#### TASK INSTRUCTIONS:
Every line of the data should be output word for word.

#### TASK MATERIAL:

use forecast_rnn::{
    ArchitectureVariant, Dataset, EngineError, EventLog, ForecastSession, ModelConfig,
    ProgressSink, SilentSink, WindowedSample,
};
use ndarray::Array2;

fn sine_dataset(count: usize, window: usize, horizon: usize) -> Dataset {
    let samples: Vec<WindowedSample> = (0..count)
        .map(|i| WindowedSample {
            window: (0..window).map(|t| ((i + t) as f64 * 0.05).sin()).collect(),
            target: (0..horizon)
                .map(|h| ((i + window + h) as f64 * 0.05).sin())
                .collect(),
        })
        .collect();
    Dataset::from_samples(&samples, window, horizon).unwrap()
}

#[test]
fn test_training_populates_history() {
    let config = ModelConfig::new(8, 2, ArchitectureVariant::Lightweight).unwrap();
    let mut session = ForecastSession::with_seed(config, 42);
    let data = sine_dataset(40, 8, 2);

    session.train(Some(&data), 5, &mut SilentSink).unwrap();

    assert!(session.is_trained());
    assert_eq!(session.history().len(), 5);
    for record in session.history() {
        assert!(record.training_loss.is_finite());
    }
}

#[test]
fn test_progress_events_follow_epoch_sequence() {
    let config = ModelConfig::new(8, 2, ArchitectureVariant::Lightweight).unwrap();
    let mut session = ForecastSession::with_seed(config, 42);
    let data = sine_dataset(40, 8, 2);
    let mut log = EventLog::default();

    session.train(Some(&data), 4, &mut log).unwrap();

    assert_eq!(log.epochs.len(), 4);
    for (i, event) in log.epochs.iter().enumerate() {
        assert_eq!(event.epoch_index, i);
        assert_eq!(event.epochs_remaining, 4 - i - 1);
    }
    for pair in log.epochs.windows(2) {
        assert!(pair[1].progress_percent > pair[0].progress_percent);
    }
    assert_eq!(log.epochs.last().unwrap().progress_percent, 100.0);
    assert!(log.completed.is_some());
}

#[test]
fn test_missing_dataset_rejected_before_any_state_change() {
    let config = ModelConfig::new(8, 2, ArchitectureVariant::Lightweight).unwrap();
    let mut session = ForecastSession::with_seed(config, 42);

    let err = session.train(None, 3, &mut SilentSink).unwrap_err();
    assert!(matches!(err, EngineError::MissingData(_)));
    assert!(!session.is_trained());
    assert!(!session.is_built());
    assert!(session.history().is_empty());
}

#[test]
fn test_empty_dataset_rejected() {
    let config = ModelConfig::new(8, 2, ArchitectureVariant::Lightweight).unwrap();
    let mut session = ForecastSession::with_seed(config, 42);
    let data = sine_dataset(0, 8, 2);

    let err = session.train(Some(&data), 3, &mut SilentSink).unwrap_err();
    assert!(matches!(err, EngineError::EmptyDataset));
    assert!(!session.is_trained());
}

#[test]
fn test_shape_mismatch_rejected() {
    let config = ModelConfig::new(8, 2, ArchitectureVariant::Lightweight).unwrap();
    let mut session = ForecastSession::with_seed(config, 42);
    let data = sine_dataset(10, 12, 2);

    let err = session.train(Some(&data), 3, &mut SilentSink).unwrap_err();
    assert!(matches!(err, EngineError::InvalidParameter(_)));
}

#[test]
fn test_deep_variant_trains_against_single_step_targets() {
    let config = ModelConfig::new(8, 5, ArchitectureVariant::Deep).unwrap();
    let mut session = ForecastSession::with_seed(config, 42);

    // Deep is single-step, so targets must have length 1, not the horizon
    let wrong = sine_dataset(10, 8, 5);
    assert!(session.train(Some(&wrong), 1, &mut SilentSink).is_err());

    let right = sine_dataset(10, 8, 1);
    session.train(Some(&right), 1, &mut SilentSink).unwrap();
    assert!(session.is_trained());
}

#[test]
fn test_failed_training_still_marks_model_trained() {
    let config = ModelConfig::new(8, 2, ArchitectureVariant::Lightweight).unwrap();
    let mut session = ForecastSession::with_seed(config, 42);

    // A non-finite target poisons the first batch loss
    let mut samples: Vec<WindowedSample> = (0..20)
        .map(|i| WindowedSample {
            window: (0..8).map(|t| ((i + t) as f64 * 0.05).sin()).collect(),
            target: vec![0.1, 0.2],
        })
        .collect();
    samples[0].target[0] = f64::NAN;
    let data = Dataset::from_samples(&samples, 8, 2).unwrap();

    let err = session.train(Some(&data), 3, &mut SilentSink).unwrap_err();
    assert!(matches!(err, EngineError::Training(_)));

    // The model is kept and marked trained so downstream calls still work
    assert!(session.is_trained());
    let window = Array2::zeros((8, 1));
    let forecast = session.predict(Some(&window)).unwrap();
    assert_eq!(forecast.len(), 2);
    assert!(forecast.iter().all(|v| v.is_finite()));
}

#[test]
fn test_training_outcome_reports_clamped_values() {
    let config = ModelConfig::new(8, 2, ArchitectureVariant::Lightweight)
        .unwrap()
        .with_batch_size(64)
        .unwrap();
    let mut session = ForecastSession::with_seed(config, 42);
    let data = sine_dataset(10, 8, 2);

    session.train(Some(&data), 0, &mut SilentSink).unwrap();

    let outcome = session.last_training().unwrap();
    assert_eq!(outcome.epochs_run, 1);
    assert!(outcome.effective_batch_size <= 10);
}

#[test]
fn test_validation_loss_reported_for_larger_sets() {
    let config = ModelConfig::new(8, 2, ArchitectureVariant::Lightweight).unwrap();
    let mut session = ForecastSession::with_seed(config, 42);
    let data = sine_dataset(30, 8, 2);
    let mut log = EventLog::default();

    session.train(Some(&data), 1, &mut log).unwrap();

    assert!(log.epochs[0].validation_loss.is_some());
}

struct CountingSink {
    epochs: usize,
    completions: usize,
}

impl ProgressSink for CountingSink {
    fn on_epoch_end(&mut self, _event: &forecast_rnn::ProgressEvent) {
        self.epochs += 1;
    }

    fn on_train_end(&mut self, _completed: &forecast_rnn::TrainingCompleted) {
        self.completions += 1;
    }
}

#[test]
fn test_custom_sink_receives_all_events() {
    let config = ModelConfig::new(8, 2, ArchitectureVariant::Lightweight).unwrap();
    let mut session = ForecastSession::with_seed(config, 42);
    let data = sine_dataset(20, 8, 2);
    let mut sink = CountingSink {
        epochs: 0,
        completions: 0,
    };

    session.train(Some(&data), 3, &mut sink).unwrap();

    assert_eq!(sink.epochs, 3);
    assert_eq!(sink.completions, 1);
}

#### ANSWER AREA:
use forecast_rnn::{
    ArchitectureVariant, Dataset, EngineError, EventLog, ForecastSession, ModelConfig,
    ProgressSink, SilentSink, WindowedSample,
};
use ndarray::Array2;

fn sine_dataset(count: usize, window: usize, horizon: usize) -> Dataset {
    let samples: Vec<WindowedSample> = (0..count)
        .map(|i| WindowedSample {
            window: (0..window).map(|t| ((i + t) as f64 * 0.05).sin()).collect(),
            target: (0..horizon)
                .map(|h| ((i + window + h) as f64 * 0.05).sin())
                .collect(),
        })
        .collect();
    Dataset::from_samples(&samples, window, horizon).unwrap()
}

#[test]
fn test_training_populates_history() {
    let config = ModelConfig::new(8, 2, ArchitectureVariant::Lightweight).unwrap();
    let mut session = ForecastSession::with_seed(config, 42);
    let data = sine_dataset(40, 8, 2);

    session.train(Some(&data), 5, &mut SilentSink).unwrap();

    assert!(session.is_trained());
    assert_eq!(session.history().len(), 5);
    for record in session.history() {
        assert!(record.training_loss.is_finite());
    }
}

#[test]
fn test_progress_events_follow_epoch_sequence() {
    let config = ModelConfig::new(8, 2, ArchitectureVariant::Lightweight).unwrap();
    let mut session = ForecastSession::with_seed(config, 42);
    let data = sine_dataset(40, 8, 2);
    let mut log = EventLog::default();

    session.train(Some(&data), 4, &mut log).unwrap();

    assert_eq!(log.epochs.len(), 4);
    for (i, event) in log.epochs.iter().enumerate() {
        assert_eq!(event.epoch_index, i);
        assert_eq!(event.epochs_remaining, 4 - i - 1);
    }
    for pair in log.epochs.windows(2) {
        assert!(pair[1].progress_percent > pair[0].progress_percent);
    }
    assert_eq!(log.epochs.last().unwrap().progress_percent, 100.0);
    assert!(log.completed.is_some());
}

#[test]
fn test_missing_dataset_rejected_before_any_state_change() {
    let config = ModelConfig::new(8, 2, ArchitectureVariant::Lightweight).unwrap();
    let mut session = ForecastSession::with_seed(config, 42);

    let err = session.train(None, 3, &mut SilentSink).unwrap_err();
    assert!(matches!(err, EngineError::MissingData(_)));
    assert!(!session.is_trained());
    assert!(!session.is_built());
    assert!(session.history().is_empty());
}

#[test]
fn test_empty_dataset_rejected() {
    let config = ModelConfig::new(8, 2, ArchitectureVariant::Lightweight).unwrap();
    let mut session = ForecastSession::with_seed(config, 42);
    let data = sine_dataset(0, 8, 2);

    let err = session.train(Some(&data), 3, &mut SilentSink).unwrap_err();
    assert!(matches!(err, EngineError::EmptyDataset));
    assert!(!session.is_trained());
}

#[test]
fn test_shape_mismatch_rejected() {
    let config = ModelConfig::new(8, 2, ArchitectureVariant::Lightweight).unwrap();
    let mut session = ForecastSession::with_seed(config, 42);
    let data = sine_dataset(10, 12, 2);

    let err = session.train(Some(&data), 3, &mut SilentSink).unwrap_err();
    assert!(matches!(err, EngineError::InvalidParameter(_)));
}

#[test]
fn test_deep_variant_trains_against_single_step_targets() {
    let config = ModelConfig::new(8, 5, ArchitectureVariant::Deep).unwrap();
    let mut session = ForecastSession::with_seed(config, 42);

    // Deep is single-step, so targets must have length 1, not the horizon
    let wrong = sine_dataset(10, 8, 5);
    assert!(session.train(Some(&wrong), 1, &mut SilentSink).is_err());

    let right = sine_dataset(10, 8, 1);
    session.train(Some(&right), 1, &mut SilentSink).unwrap();
    assert!(session.is_trained());
}

#[test]
fn test_failed_training_still_marks_model_trained() {
    let config = ModelConfig::new(8, 2, ArchitectureVariant::Lightweight).unwrap();
    let mut session = ForecastSession::with_seed(config, 42);

    // A non-finite target poisons the first batch loss
    let mut samples: Vec<WindowedSample> = (0..20)
        .map(|i| WindowedSample {
            window: (0..8).map(|t| ((i + t) as f64 * 0.05).sin()).collect(),
            target: vec![0.1, 0.2],
        })
        .collect();
    samples[0].target[0] = f64::NAN;
    let data = Dataset::from_samples(&samples, 8, 2).unwrap();

    let err = session.train(Some(&data), 3, &mut SilentSink).unwrap_err();
    assert!(matches!(err, EngineError::Training(_)));

    // The model is kept and marked trained so downstream calls still work
    assert!(session.is_trained());
    let window = Array2::zeros((8, 1));
    let forecast = session.predict(Some(&window)).unwrap();
    assert_eq!(forecast.len(), 2);
    assert!(forecast.iter().all(|v| v.is_finite()));
}

#[test]
fn test_training_outcome_reports_clamped_values() {
    let config = ModelConfig::new(8, 2, ArchitectureVariant::Lightweight)
        .unwrap()
        .with_batch_size(64)
        .unwrap();
    let mut session = ForecastSession::with_seed(config, 42);
    let data = sine_dataset(10, 8, 2);

    session.train(Some(&data), 0, &mut SilentSink).unwrap();

    let outcome = session.last_training().unwrap();
    assert_eq!(outcome.epochs_run, 1);
    assert!(outcome.effective_batch_size <= 10);
}

#[test]
fn test_validation_loss_reported_for_larger_sets() {
    let config = ModelConfig::new(8, 2, ArchitectureVariant::Lightweight).unwrap();
    let mut session = ForecastSession::with_seed(config, 42);
    let data = sine_dataset(30, 8, 2);
    let mut log = EventLog::default();

    session.train(Some(&data), 1, &mut log).unwrap();

    assert!(log.epochs[0].validation_loss.is_some());
}

struct CountingSink {
    epochs: usize,
    completions: usize,
}

impl ProgressSink for CountingSink {
    fn on_epoch_end(&mut self, _event: &forecast_rnn::ProgressEvent) {
        self.epochs += 1;
    }

    fn on_train_end(&mut self, _completed: &forecast_rnn::TrainingCompleted) {
        self.completions += 1;
    }
}

#[test]
fn test_custom_sink_receives_all_events() {
    let config = ModelConfig::new(8, 2, ArchitectureVariant::Lightweight).unwrap();
    let mut session = ForecastSession::with_seed(config, 42);
    let data = sine_dataset(20, 8, 2);
    let mut sink = CountingSink {
        epochs: 0,
        completions: 0,
    };

    session.train(Some(&data), 3, &mut sink).unwrap();

    assert_eq!(sink.epochs, 3);
    assert_eq!(sink.completions, 1);
}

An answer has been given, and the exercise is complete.